Via Baltica (сборник) - Юргис Кунчинас
Шрифт:
Интервал:
Закладка:
В прежние годы венерик или пропойца завершал свои дни в безысходной тоске, в одиночестве, он горько пенял на судьбу и заливал тоску водкой или одеколоном. Тогда как туберкулезник (если умел вертеться) гибель встречал как весну: горячо любимый и любящий, в окружении поклонниц. Художник, священник, парламентарий – они не скупились на пожелания и инструкции остающимся жить: это был долг любого грамотного чахоточного. Партийным и государственным деятелям директивно предписывали стреляться – наверное, нет нужды комментировать, какое государство и партия имеются тут в виду? В разгар послевоенной смуты они сами просились на опаснейшие участки (создание колхозов, выборы в лесных деревнях), и в ходе задания, если что, на курок нажимал идейный товарищ по убеждениям.
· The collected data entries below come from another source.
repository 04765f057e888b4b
#[cfg(feature = "std-hash")]
pub mod map {
    pub use std::collections::{HashMap, HashSet};
}

#[cfg(not(feature = "std-hash"))]
pub mod map {
    pub type HashMap<K, V> = hashbrown::HashMap<K, V, ahash::RandomState>;
    pub type HashSet<K> = hashbrown::HashSet<K, ahash::RandomState>;
}
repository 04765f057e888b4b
//! The host capability the reconciler mutates, plus an in-memory implementation.

use std::fmt::Write as _;

use crate::collections::map::HashMap;
use crate::props::{Event, EventHandler, PropValue};

pub type NodeId = usize;

#[derive(Debug, Clone, PartialEq, Eq, thiserror::Error)]
pub enum NodeError {
    #[error("node {id} missing")]
    Missing { id: NodeId },
    #[error("node {child} is not a child of node {parent}")]
    NotAChild { parent: NodeId, child: NodeId },
    #[error("host cannot {operation}")]
    Unsupported { operation: String },
}

/// Concrete node operations supplied by the embedding platform.
///
/// The reconciler never inspects host nodes; it only holds their ids.
pub trait Host {
    fn create_node(&mut self, tag: &str) -> Result<NodeId, NodeError>;
    fn create_text_node(&mut self) -> Result<NodeId, NodeError>;
    fn set_property(&mut self, node: NodeId, name: &str, value: &PropValue) -> Result<(), NodeError>;
    fn remove_property(&mut self, node: NodeId, name: &str) -> Result<(), NodeError>;
    fn add_event_listener(
        &mut self,
        node: NodeId,
        event: &str,
        handler: &EventHandler,
    ) -> Result<(), NodeError>;
    fn remove_event_listener(
        &mut self,
        node: NodeId,
        event: &str,
        handler: &EventHandler,
    ) -> Result<(), NodeError>;
    fn append_child(&mut self, parent: NodeId, child: NodeId) -> Result<(), NodeError>;
    fn remove_child(&mut self, parent: NodeId, child: NodeId) -> Result<(), NodeError>;
}

/// Operation log entry recorded by [`MemoryHost`].
#[derive(Debug, Clone, PartialEq)]
pub enum HostOp {
    CreateNode { id: NodeId, tag: String },
    CreateText { id: NodeId },
    SetProperty { node: NodeId, name: String, value: PropValue },
    RemoveProperty { node: NodeId, name: String },
    AddListener { node: NodeId, event: String },
    RemoveListener { node: NodeId, event: String },
    AppendChild { parent: NodeId, child: NodeId },
    RemoveChild { parent: NodeId, child: NodeId },
}

impl HostOp {
    pub fn is_property_write(&self) -> bool {
        matches!(
            self,
            HostOp::SetProperty { .. }
                | HostOp::RemoveProperty { .. }
                | HostOp::AddListener { .. }
                | HostOp::RemoveListener { .. }
        )
    }
}

#[derive(Debug, Default)]
pub struct MemoryNode {
    pub tag: Option<String>,
    pub properties: HashMap<String, PropValue>,
    pub listeners: HashMap<String, Vec<EventHandler>>,
    pub children: Vec<NodeId>,
    pub parent: Option<NodeId>,
}

impl MemoryNode {
    pub fn is_text(&self) -> bool {
        self.tag.is_none()
    }
}

/// Host backed by a vector of nodes. Records every operation it receives.
#[derive(Default)]
pub struct MemoryHost {
    nodes: Vec<MemoryNode>,
    ops: Vec<HostOp>,
    failing_tag: Option<String>,
}

impl MemoryHost {
    pub fn new() -> Self {
        Self::default()
    }

    /// Creates a detached container node, outside the operation log.
    pub fn create_container(&mut self, tag: &str) -> NodeId {
        let id = self.nodes.len();
        self.nodes.push(MemoryNode {
            tag: Some(tag.to_owned()),
            ..MemoryNode::default()
        });
        id
    }

    /// Makes every later `create_node(tag)` fail.
    pub fn fail_on_create(&mut self, tag: impl Into<String>) {
        self.failing_tag = Some(tag.into());
    }

    pub fn node(&self, id: NodeId) -> Result<&MemoryNode, NodeError> {
        self.nodes.get(id).ok_or(NodeError::Missing { id })
    }

    fn node_mut(&mut self, id: NodeId) -> Result<&mut MemoryNode, NodeError> {
        self.nodes.get_mut(id).ok_or(NodeError::Missing { id })
    }

    pub fn children(&self, id: NodeId) -> Result<&[NodeId], NodeError> {
        Ok(&self.node(id)?.children)
    }

    pub fn property(&self, id: NodeId, name: &str) -> Option<&PropValue> {
        self.nodes.get(id)?.properties.get(name)
    }

    pub fn len(&self) -> usize {
        self.nodes.len()
    }

    pub fn is_empty(&self) -> bool {
        self.nodes.is_empty()
    }

    pub fn ops(&self) -> &[HostOp] {
        &self.ops
    }

    pub fn take_ops(&mut self) -> Vec<HostOp> {
        std::mem::take(&mut self.ops)
    }

    /// Invokes every listener registered for `event` on `node`.
    pub fn dispatch_event(&self, node: NodeId, event: &str) -> Result<usize, NodeError> {
        let handlers: Vec<EventHandler> = self
            .node(node)?
            .listeners
            .get(event)
            .cloned()
            .unwrap_or_default();
        let payload = Event {
            name: event.to_owned(),
            target: node,
        };
        for handler in &handlers {
            handler.call(&payload);
        }
        Ok(handlers.len())
    }

    /// Renders the subtree under `root` as indented text, properties sorted by name.
    pub fn dump_tree(&self, root: NodeId) -> String {
        let mut output = String::new();
        self.dump_node(&mut output, root, 0);
        output
    }

    fn dump_node(&self, output: &mut String, id: NodeId, depth: usize) {
        let indent = "  ".repeat(depth);
        let Some(node) = self.nodes.get(id) else {
            let _ = writeln!(output, "{indent}(missing {id})");
            return;
        };
        match &node.tag {
            Some(tag) => {
                let mut props: Vec<_> = node.properties.iter().collect();
                props.sort_by(|a, b| a.0.cmp(b.0));
                let _ = write!(output, "{indent}<{tag}");
                for (name, value) in props {
                    let _ = write!(output, " {name}={value}");
                }
                let mut events: Vec<_> = node
                    .listeners
                    .iter()
                    .filter(|(_, handlers)| !handlers.is_empty())
                    .map(|(event, _)| event.as_str())
                    .collect();
                events.sort_unstable();
                for event in events {
                    let _ = write!(output, " @{event}");
                }
                let _ = writeln!(output, ">");
            }
            None => {
                let value = node
                    .properties
                    .get(crate::element::TEXT_VALUE_KEY)
                    .map(ToString::to_string)
                    .unwrap_or_default();
                let _ = writeln!(output, "{indent}{value}");
            }
        }
        for &child in &node.children {
            self.dump_node(output, child, depth + 1);
        }
    }
}

impl Host for MemoryHost {
    fn create_node(&mut self, tag: &str) -> Result<NodeId, NodeError> {
        if self.failing_tag.as_deref() == Some(tag) {
            return Err(NodeError::Unsupported {
                operation: format!("create <{tag}>"),
            });
        }
        let id = self.create_container(tag);
        self.ops.push(HostOp::CreateNode {
            id,
            tag: tag.to_owned(),
        });
        Ok(id)
    }

    fn create_text_node(&mut self) -> Result<NodeId, NodeError> {
        let id = self.nodes.len();
        self.nodes.push(MemoryNode::default());
        self.ops.push(HostOp::CreateText { id });
        Ok(id)
    }

    fn set_property(&mut self, node: NodeId, name: &str, value: &PropValue) -> Result<(), NodeError> {
        self.node_mut(node)?
            .properties
            .insert(name.to_owned(), value.clone());
        self.ops.push(HostOp::SetProperty {
            node,
            name: name.to_owned(),
            value: value.clone(),
        });
        Ok(())
    }

    fn remove_property(&mut self, node: NodeId, name: &str) -> Result<(), NodeError> {
        self.node_mut(node)?.properties.remove(name);
        self.ops.push(HostOp::RemoveProperty {
            node,
            name: name.to_owned(),
        });
        Ok(())
    }

    fn add_event_listener(
        &mut self,
        node: NodeId,
        event: &str,
        handler: &EventHandler,
    ) -> Result<(), NodeError> {
        self.node_mut(node)?
            .listeners
            .entry(event.to_owned())
            .or_default()
            .push(handler.clone());
        self.ops.push(HostOp::AddListener {
            node,
            event: event.to_owned(),
        });
        Ok(())
    }

    fn remove_event_listener(
        &mut self,
        node: NodeId,
        event: &str,
        handler: &EventHandler,
    ) -> Result<(), NodeError> {
        if let Some(handlers) = self.node_mut(node)?.listeners.get_mut(event) {
            handlers.retain(|registered| !registered.ptr_eq(handler));
        }
        self.ops.push(HostOp::RemoveListener {
            node,
            event: event.to_owned(),
        });
        Ok(())
    }

    fn append_child(&mut self, parent: NodeId, child: NodeId) -> Result<(), NodeError> {
        self.node(child)?;
        self.node_mut(parent)?.children.push(child);
        self.node_mut(child)?.parent = Some(parent);
        self.ops.push(HostOp::AppendChild { parent, child });
        Ok(())
    }

    fn remove_child(&mut self, parent: NodeId, child: NodeId) -> Result<(), NodeError> {
        let children = &mut self.node_mut(parent)?.children;
        let index = children
            .iter()
            .position(|&id| id == child)
            .ok_or(NodeError::NotAChild { parent, child })?;
        children.remove(index);
        self.node_mut(child)?.parent = None;
        self.ops.push(HostOp::RemoveChild { parent, child });
        Ok(())
    }
}
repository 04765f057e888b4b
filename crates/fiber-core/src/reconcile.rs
//! Positional child diffing.
//!
//! Old children (walked through `sibling`) and new elements (walked by index)
//! are paired strictly by position. There are no keys and no moves: a reorder
//! is seen as a series of type changes.

use crate::element::Element;
use crate::error::FiberError;
use crate::fiber::{EffectTag, Fiber, FiberId, FiberKind, FiberTree};

impl FiberTree {
    /// Rebuilds the child list of `parent` from `elements`, diffing against the
    /// children of the parent's alternate.
    ///
    /// Old fibers with no same-typed counterpart are tagged
    /// [`EffectTag::Deletion`] and pushed onto `deletions`; they never become
    /// part of the new tree.
    pub(crate) fn reconcile_children(
        &mut self,
        parent: FiberId,
        elements: &[Element],
        deletions: &mut Vec<FiberId>,
    ) -> Result<(), FiberError> {
        let mut old = match self.fiber(parent)?.alternate {
            Some(alternate) => self.fiber(alternate)?.child,
            None => None,
        };
        self.fiber_mut(parent)?.child = None;

        let mut previous: Option<FiberId> = None;
        let mut index = 0;
        while index < elements.len() || old.is_some() {
            let element = elements.get(index);
            let (same_type, next_old) = match old {
                Some(old_id) => {
                    let old_fiber = self.fiber(old_id)?;
                    let same = element.is_some_and(|element| old_fiber.kind.matches(&element.ty));
                    (same, old_fiber.sibling)
                }
                None => (false, None),
            };

            let produced = match element {
                Some(element) => {
                    let mut fiber =
                        Fiber::new(FiberKind::from_element(&element.ty), element.props.clone());
                    fiber.parent = Some(parent);
                    match old.filter(|_| same_type) {
                        Some(old_id) => {
                            fiber.node = self.fiber(old_id)?.node;
                            fiber.alternate = Some(old_id);
                            fiber.effect = Some(EffectTag::Update);
                        }
                        None => fiber.effect = Some(EffectTag::Placement),
                    }
                    Some(self.insert(fiber))
                }
                None => None,
            };

            if let Some(old_id) = old.filter(|_| !same_type) {
                self.fiber_mut(old_id)?.effect = Some(EffectTag::Deletion);
                deletions.push(old_id);
            }

            if let Some(id) = produced {
                match previous {
                    Some(prev) => self.fiber_mut(prev)?.sibling = Some(id),
                    None => self.fiber_mut(parent)?.child = Some(id),
                }
                previous = Some(id);
            }

            old = next_old;
            index += 1;
        }
        Ok(())
    }
}

#[cfg(test)]
#[path = "tests/reconcile_tests.rs"]
mod tests;
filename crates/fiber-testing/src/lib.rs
//! Testing utilities and harness for the fiber reconciler

pub mod testing;

pub use testing::*;

pub mod prelude {
    pub use crate::testing::*;
}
Многие перед смертью вступали в ВКП(б), а позднее – в КПСС. И в этом нет ничего достойного осуждения – такие заботились не только о собственном посмертном величии, но также о близких, о благе своих потомков, которым когда-нибудь тоже придется вступать в комсомол, делать карьеру и стажироваться за рубежом. Дед с героической биографией всегда пригодится. Дед-коммунист намного ценнее, чем дед – деревенский староста при нацистах или – при буржуазной республике – дед-ополченец, дед-адвокат и т. д. Что уже говорить о деде – зеленом брате!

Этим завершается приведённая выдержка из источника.